[Saved data entries]
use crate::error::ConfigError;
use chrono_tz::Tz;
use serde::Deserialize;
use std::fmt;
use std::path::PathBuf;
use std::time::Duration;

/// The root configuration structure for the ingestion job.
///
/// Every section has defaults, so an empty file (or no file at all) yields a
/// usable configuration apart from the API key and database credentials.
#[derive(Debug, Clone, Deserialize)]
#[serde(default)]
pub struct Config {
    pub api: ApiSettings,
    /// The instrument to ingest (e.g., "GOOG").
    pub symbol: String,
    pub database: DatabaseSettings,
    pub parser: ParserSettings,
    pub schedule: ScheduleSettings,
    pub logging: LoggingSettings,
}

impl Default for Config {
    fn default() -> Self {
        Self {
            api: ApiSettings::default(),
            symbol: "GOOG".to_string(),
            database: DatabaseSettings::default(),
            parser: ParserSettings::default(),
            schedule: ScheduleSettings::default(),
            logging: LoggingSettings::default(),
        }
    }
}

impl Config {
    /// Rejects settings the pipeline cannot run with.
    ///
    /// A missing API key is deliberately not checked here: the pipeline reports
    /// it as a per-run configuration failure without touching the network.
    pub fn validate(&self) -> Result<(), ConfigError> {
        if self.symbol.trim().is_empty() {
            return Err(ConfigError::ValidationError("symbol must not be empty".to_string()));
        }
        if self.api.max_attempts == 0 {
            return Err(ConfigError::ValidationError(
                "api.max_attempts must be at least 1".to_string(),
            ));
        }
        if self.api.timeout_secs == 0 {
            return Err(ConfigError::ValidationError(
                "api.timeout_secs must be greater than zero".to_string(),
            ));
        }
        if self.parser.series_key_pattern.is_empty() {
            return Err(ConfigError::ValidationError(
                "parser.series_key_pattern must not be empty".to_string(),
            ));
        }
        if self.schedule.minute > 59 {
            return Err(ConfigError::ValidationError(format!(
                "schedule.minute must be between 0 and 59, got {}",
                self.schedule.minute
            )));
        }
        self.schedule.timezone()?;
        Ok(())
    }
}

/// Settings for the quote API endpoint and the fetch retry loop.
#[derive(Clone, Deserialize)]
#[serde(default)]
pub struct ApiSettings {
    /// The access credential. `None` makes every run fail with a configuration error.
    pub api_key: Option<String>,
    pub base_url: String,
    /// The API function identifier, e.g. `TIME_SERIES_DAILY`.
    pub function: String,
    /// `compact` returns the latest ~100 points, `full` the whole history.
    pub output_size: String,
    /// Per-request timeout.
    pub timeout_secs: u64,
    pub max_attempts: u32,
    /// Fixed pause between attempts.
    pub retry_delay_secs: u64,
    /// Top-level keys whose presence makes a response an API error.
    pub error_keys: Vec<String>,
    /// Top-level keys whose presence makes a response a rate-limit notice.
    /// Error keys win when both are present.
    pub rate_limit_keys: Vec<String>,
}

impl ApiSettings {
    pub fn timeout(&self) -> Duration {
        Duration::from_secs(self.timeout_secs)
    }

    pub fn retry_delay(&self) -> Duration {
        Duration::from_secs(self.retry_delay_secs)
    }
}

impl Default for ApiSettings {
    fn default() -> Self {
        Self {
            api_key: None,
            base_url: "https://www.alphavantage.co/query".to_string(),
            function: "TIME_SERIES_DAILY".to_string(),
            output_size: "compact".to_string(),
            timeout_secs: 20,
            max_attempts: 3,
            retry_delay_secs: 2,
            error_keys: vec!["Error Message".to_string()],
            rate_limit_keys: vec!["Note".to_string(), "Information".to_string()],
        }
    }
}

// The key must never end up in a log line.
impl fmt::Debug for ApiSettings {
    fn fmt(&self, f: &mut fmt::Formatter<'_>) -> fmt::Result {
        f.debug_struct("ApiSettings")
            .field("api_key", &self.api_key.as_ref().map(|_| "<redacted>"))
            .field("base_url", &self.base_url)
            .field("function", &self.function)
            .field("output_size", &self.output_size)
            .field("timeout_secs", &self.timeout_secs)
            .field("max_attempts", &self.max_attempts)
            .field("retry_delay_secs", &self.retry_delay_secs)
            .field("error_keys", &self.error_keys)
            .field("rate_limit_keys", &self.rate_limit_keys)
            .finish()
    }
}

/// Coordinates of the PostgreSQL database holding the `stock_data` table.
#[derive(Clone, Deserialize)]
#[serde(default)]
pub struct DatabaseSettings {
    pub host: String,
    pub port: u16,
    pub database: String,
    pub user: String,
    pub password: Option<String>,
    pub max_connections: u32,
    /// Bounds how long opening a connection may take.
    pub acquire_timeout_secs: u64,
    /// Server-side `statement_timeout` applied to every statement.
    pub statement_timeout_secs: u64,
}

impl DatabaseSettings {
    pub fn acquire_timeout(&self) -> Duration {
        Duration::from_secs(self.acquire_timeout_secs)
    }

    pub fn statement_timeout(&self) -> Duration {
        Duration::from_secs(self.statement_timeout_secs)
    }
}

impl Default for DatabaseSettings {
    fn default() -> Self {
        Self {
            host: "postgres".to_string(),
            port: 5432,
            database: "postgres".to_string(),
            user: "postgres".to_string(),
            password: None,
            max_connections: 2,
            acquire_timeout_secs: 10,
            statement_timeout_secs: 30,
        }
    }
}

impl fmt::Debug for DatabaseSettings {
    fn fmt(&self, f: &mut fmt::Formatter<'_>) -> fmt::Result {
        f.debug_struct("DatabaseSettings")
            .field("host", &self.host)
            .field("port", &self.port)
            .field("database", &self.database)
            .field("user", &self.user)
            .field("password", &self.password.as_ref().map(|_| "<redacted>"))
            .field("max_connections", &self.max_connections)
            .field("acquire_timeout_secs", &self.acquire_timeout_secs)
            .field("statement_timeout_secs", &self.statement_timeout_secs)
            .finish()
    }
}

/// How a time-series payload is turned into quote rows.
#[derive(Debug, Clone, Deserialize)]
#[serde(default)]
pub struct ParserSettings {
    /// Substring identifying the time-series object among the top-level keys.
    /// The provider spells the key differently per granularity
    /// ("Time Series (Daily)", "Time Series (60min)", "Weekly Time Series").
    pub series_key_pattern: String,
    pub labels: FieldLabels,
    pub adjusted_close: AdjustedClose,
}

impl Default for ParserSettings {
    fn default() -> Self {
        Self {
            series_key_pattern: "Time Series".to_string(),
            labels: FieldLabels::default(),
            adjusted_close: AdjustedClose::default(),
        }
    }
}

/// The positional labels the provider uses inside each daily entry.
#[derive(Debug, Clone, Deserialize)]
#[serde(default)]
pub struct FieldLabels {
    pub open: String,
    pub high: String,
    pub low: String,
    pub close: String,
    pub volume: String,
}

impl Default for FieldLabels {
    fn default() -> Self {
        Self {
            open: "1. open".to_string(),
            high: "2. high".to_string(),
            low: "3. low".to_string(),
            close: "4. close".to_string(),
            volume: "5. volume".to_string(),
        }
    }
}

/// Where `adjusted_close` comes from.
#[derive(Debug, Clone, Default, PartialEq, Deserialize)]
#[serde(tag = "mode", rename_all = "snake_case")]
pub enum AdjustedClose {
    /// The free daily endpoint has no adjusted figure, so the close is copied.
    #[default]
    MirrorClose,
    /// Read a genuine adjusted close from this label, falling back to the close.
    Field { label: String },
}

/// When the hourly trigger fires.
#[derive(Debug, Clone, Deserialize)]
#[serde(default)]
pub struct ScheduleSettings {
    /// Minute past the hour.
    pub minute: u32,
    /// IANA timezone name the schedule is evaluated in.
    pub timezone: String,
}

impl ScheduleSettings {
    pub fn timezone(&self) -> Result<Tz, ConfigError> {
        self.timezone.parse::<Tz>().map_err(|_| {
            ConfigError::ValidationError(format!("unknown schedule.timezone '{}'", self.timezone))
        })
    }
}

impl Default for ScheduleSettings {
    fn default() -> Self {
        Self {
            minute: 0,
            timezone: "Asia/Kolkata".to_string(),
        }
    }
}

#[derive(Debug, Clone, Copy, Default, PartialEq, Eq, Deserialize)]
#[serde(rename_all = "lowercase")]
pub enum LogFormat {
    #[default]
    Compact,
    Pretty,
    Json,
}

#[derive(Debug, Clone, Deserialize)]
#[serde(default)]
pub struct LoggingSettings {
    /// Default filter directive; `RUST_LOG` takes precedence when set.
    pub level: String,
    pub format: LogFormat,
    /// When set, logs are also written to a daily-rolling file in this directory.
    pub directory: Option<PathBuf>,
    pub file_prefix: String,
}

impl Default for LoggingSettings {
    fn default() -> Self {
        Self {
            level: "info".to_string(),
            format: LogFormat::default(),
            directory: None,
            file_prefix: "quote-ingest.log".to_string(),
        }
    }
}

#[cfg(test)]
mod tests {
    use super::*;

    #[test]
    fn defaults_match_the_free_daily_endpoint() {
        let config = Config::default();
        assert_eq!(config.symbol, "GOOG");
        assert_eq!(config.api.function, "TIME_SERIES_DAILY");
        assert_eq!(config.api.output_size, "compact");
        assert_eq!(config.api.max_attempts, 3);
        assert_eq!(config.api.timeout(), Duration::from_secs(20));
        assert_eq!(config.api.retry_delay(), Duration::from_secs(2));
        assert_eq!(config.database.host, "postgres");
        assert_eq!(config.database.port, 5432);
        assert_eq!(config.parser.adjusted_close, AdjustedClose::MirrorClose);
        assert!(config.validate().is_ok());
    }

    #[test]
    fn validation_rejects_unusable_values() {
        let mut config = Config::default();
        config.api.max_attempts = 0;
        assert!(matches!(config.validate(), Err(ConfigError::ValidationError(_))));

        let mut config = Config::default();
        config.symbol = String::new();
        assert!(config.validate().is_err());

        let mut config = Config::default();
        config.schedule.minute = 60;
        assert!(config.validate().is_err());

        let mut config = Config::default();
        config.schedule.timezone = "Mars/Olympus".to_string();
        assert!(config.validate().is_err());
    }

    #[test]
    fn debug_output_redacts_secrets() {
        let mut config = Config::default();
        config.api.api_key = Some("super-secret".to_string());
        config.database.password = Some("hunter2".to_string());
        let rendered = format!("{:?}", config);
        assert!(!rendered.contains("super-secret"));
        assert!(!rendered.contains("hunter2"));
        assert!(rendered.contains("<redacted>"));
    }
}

> **REQUIRED WORK**:
The word "PathBuf" appears on some lines of the data above; count those lines and return only the number.

> **OUTPUT OF THE TASK**:
2